Alle ore 21.00 presentazione e introduzione di Domenico di Benedetto, e a seguire proiezione di ben due pellicole, Django (1966) di Sergio Corbucci e Sukiyaki Western Django (2007) di Takashi Miike.
Django (1966)
In un paese ai confini del Messico dove imperversano due bande capeggiate rispettivamente dal maggiore americano Jack Winchester e dal generale messicano Hugo Rodriguez, arriva un pistolero, Django, accompagnato da Norma, la sua amante. Nel saloon del villaggio, dove si riuniscono a turno le due bande rivali, Django che è stato guidato fin lì dalla sete di vendetta contro Winchester, riesce a uccidere quasi tutti gli uomini del maggiore con una mitragliatrice nascosta in una bara...

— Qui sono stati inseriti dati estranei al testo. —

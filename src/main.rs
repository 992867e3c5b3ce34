use clap::{Arg, Command};
use log::LevelFilter;
use phish_detect::config::Config;
use phish_detect::{api, Classifier, PredictionService, RandomForest};
use std::process;
use std::sync::Arc;

#[tokio::main]
async fn main() {
    let matches = Command::new("phish-detect")
        .version(env!("CARGO_PKG_VERSION"))
        .about("Phishing URL classification service")
        .long_about(
            "phish-detect - Classifies URLs as safe or phishing:\n\
             • 30 lexical, page, WHOIS, DNS and reputation indicators\n\
             • Pre-trained random forest loaded once at startup\n\
             • JSON API for single URLs and ordered batches",
        )
        .arg(
            Arg::new("config")
                .short('c')
                .long("config")
                .value_name("FILE")
                .help("Configuration file path")
                .default_value("/etc/phish-detect.yaml"),
        )
        .arg(
            Arg::new("generate-config")
                .long("generate-config")
                .value_name("FILE")
                .help("Generate a default configuration file")
                .action(clap::ArgAction::Set),
        )
        .arg(
            Arg::new("test-config")
                .long("test-config")
                .help("Validate the configuration and the model artifact")
                .action(clap::ArgAction::SetTrue),
        )
        .arg(
            Arg::new("verbose")
                .short('v')
                .long("verbose")
                .help("Enable verbose logging with per-feature details")
                .action(clap::ArgAction::SetTrue),
        )
        .arg(
            Arg::new("check-url")
                .long("check-url")
                .value_name("URL")
                .help("Classify one URL, print its features and exit")
                .action(clap::ArgAction::Set),
        )
        .arg(
            Arg::new("listen")
                .short('l')
                .long("listen")
                .value_name("ADDR")
                .help("Address to serve the API on (overrides server.listen)")
                .action(clap::ArgAction::Set),
        )
        .get_matches();

    let log_level = if matches.get_flag("verbose") {
        LevelFilter::Debug
    } else {
        LevelFilter::Info
    };

    env_logger::Builder::from_default_env()
        .filter_level(log_level)
        .init();

    if let Some(generate_path) = matches.get_one::<String>("generate-config") {
        generate_default_config(generate_path);
        return;
    }

    let config_path = matches
        .get_one::<String>("config")
        .map(String::as_str)
        .unwrap_or("/etc/phish-detect.yaml");

    let mut config = match load_config(config_path) {
        Ok(config) => config,
        Err(e) => {
            eprintln!("Error loading configuration: {e}");
            process::exit(1);
        }
    };

    if let Some(listen) = matches.get_one::<String>("listen") {
        config.server.listen = listen.clone();
    }

    let forest = match RandomForest::from_file(&config.server.model_path) {
        Ok(forest) => forest,
        Err(e) => {
            log::error!("Failed to load model: {e}");
            eprintln!("Error loading model '{}': {e}", config.server.model_path);
            process::exit(1);
        }
    };

    if matches.get_flag("test-config") {
        println!("🔍 Testing configuration...");
        println!();
        println!("Listen address: {}", config.server.listen);
        println!("Model: {} ({} trees)", config.server.model_path, forest.tree_count());
        println!("Batch concurrency: {}", config.service.batch_concurrency);
        println!(
            "Network lookups: {}",
            if config.lookups.offline { "disabled" } else { "enabled" }
        );
        println!(
            "Reputation lookups: {}",
            if config.reputation.enabled { "enabled" } else { "disabled" }
        );
        println!("Suspicious hosts: {}", config.suspicious_hosts.len());
        println!("✅ Configuration is valid");
        return;
    }

    let tree_count = forest.tree_count();
    let classifier: Arc<dyn Classifier> = Arc::new(forest);
    let service = match PredictionService::from_config(&config, classifier) {
        Ok(service) => service,
        Err(e) => {
            eprintln!("Error initializing prediction service: {e}");
            process::exit(1);
        }
    };

    if let Some(url) = matches.get_one::<String>("check-url") {
        check_url(&service, url).await;
        return;
    }

    if let Err(e) = serve(&config, service, tree_count).await {
        log::error!("Server error: {e}");
        process::exit(1);
    }
}

fn load_config(path: &str) -> anyhow::Result<Config> {
    if std::path::Path::new(path).exists() {
        Config::from_file(path)
    } else {
        log::warn!("Configuration file '{path}' not found, using default configuration");
        Ok(Config::default())
    }
}

fn generate_default_config(path: &str) {
    let config = Config::default();
    match config.to_file(path) {
        Ok(()) => {
            println!("Default configuration written to: {path}");
            println!("Please edit the configuration file to suit your needs.");
        }
        Err(e) => {
            eprintln!("Error writing configuration file: {e}");
            process::exit(1);
        }
    }
}

async fn serve(
    config: &Config,
    service: PredictionService,
    tree_count: usize,
) -> anyhow::Result<()> {
    let app = api::app(service, tree_count);
    let listener = tokio::net::TcpListener::bind(config.server.listen.as_str()).await?;
    log::info!("phish-detect listening on {}", listener.local_addr()?);

    axum::serve(listener, app)
        .with_graceful_shutdown(async {
            if let Err(e) = tokio::signal::ctrl_c().await {
                log::error!("Failed to listen for shutdown signal: {e}");
            }
            log::info!("Shutting down");
        })
        .await?;
    Ok(())
}

async fn check_url(service: &PredictionService, url: &str) {
    println!("🧪 Checking URL: {url}");
    println!();

    let explanation = match service.explain(url).await {
        Ok(explanation) => explanation,
        Err(e) => {
            eprintln!("Error: {e}");
            process::exit(1);
        }
    };

    println!("Features:");
    for (name, value) in explanation.features.named() {
        let marker = if explanation.features.is_available(name) {
            ""
        } else {
            "  (unavailable)"
        };
        println!("  {name:<24} {value:>4}{marker}");
    }
    println!();

    let probabilities = &explanation.prediction.probabilities;
    for (class, probability) in explanation.classes.iter().zip(probabilities) {
        println!("P(class {class}) = {probability:.4}");
    }
    println!();

    let response = &explanation.response;
    println!("Raw prediction: {}", response.raw_prediction);
    println!(
        "Result: [{}, {}, {}]",
        response.result.display_url, response.result.label, response.result.message
    );
}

Sukiyaki Western Django (2007)
Ormai da almeno un paio di decenni ha messo radici tra una folta schiera di appassionati di cinema (ma non solo) una risibile e presuntuosa moda che, con le classiche connotazioni del fanatismo nostalgico di memoria adolescenziale, urla una rivalutazione ortodossa di certo cinema italiano anni 70, senza possibilità di appello per le controparti. Sociologicamente comprensibile nell’ottica dei ricorsi storici e delle fughe psico-regressive delle masse, tale tendenza palesa le sue origini tutt’altro che cinefile proprio in un estremismo che, al contrario di quanto vorrebbero i sostenitori, nasconde le qualità di quel cinema proprio affogandole in un unico calderone di peculiarità tutte allo stesso modo osannate, nella forma di una nuova religione. Diventano così oggetto di culto prodotti prevalentemente mediocri, se non pessimi, appartenenti alla commedia pecoreccia, all’horror trash e allo spaghetti-western italiani, mettendo scarsa distanza di valutazione tra veri artigiani del genere e beceri operai dello Z-movie. Tale fanatismo, al di fuori del recinto dello spettatore, ha intaccato, naturalmente, anche registi di una certa fascia d’età, taluni talentuosi, che, confessando apertamente il loro amore per un cinema che ha cullato le personali fantasie giovanili, cercano di riproporne stilemi firmandoli con un’autorevolezza più o meno marcata. Sono ormai ben noti, ad esempio, gli encomi, anche solo per “attrici” italiane dell’epoca (Barbara Bouchet), del buon Quentin Tarantino, ma non mancano rievocazioni dell’amicoRobert Rodriguez, fino ad arrivare alle celebrazioni di registi più insospettabili come Takashi Miike, dedito all’horror estremo orientale e a variazioni insolite, come il recente Yattaman.
Ingresso libero riservato ai soci ARCI.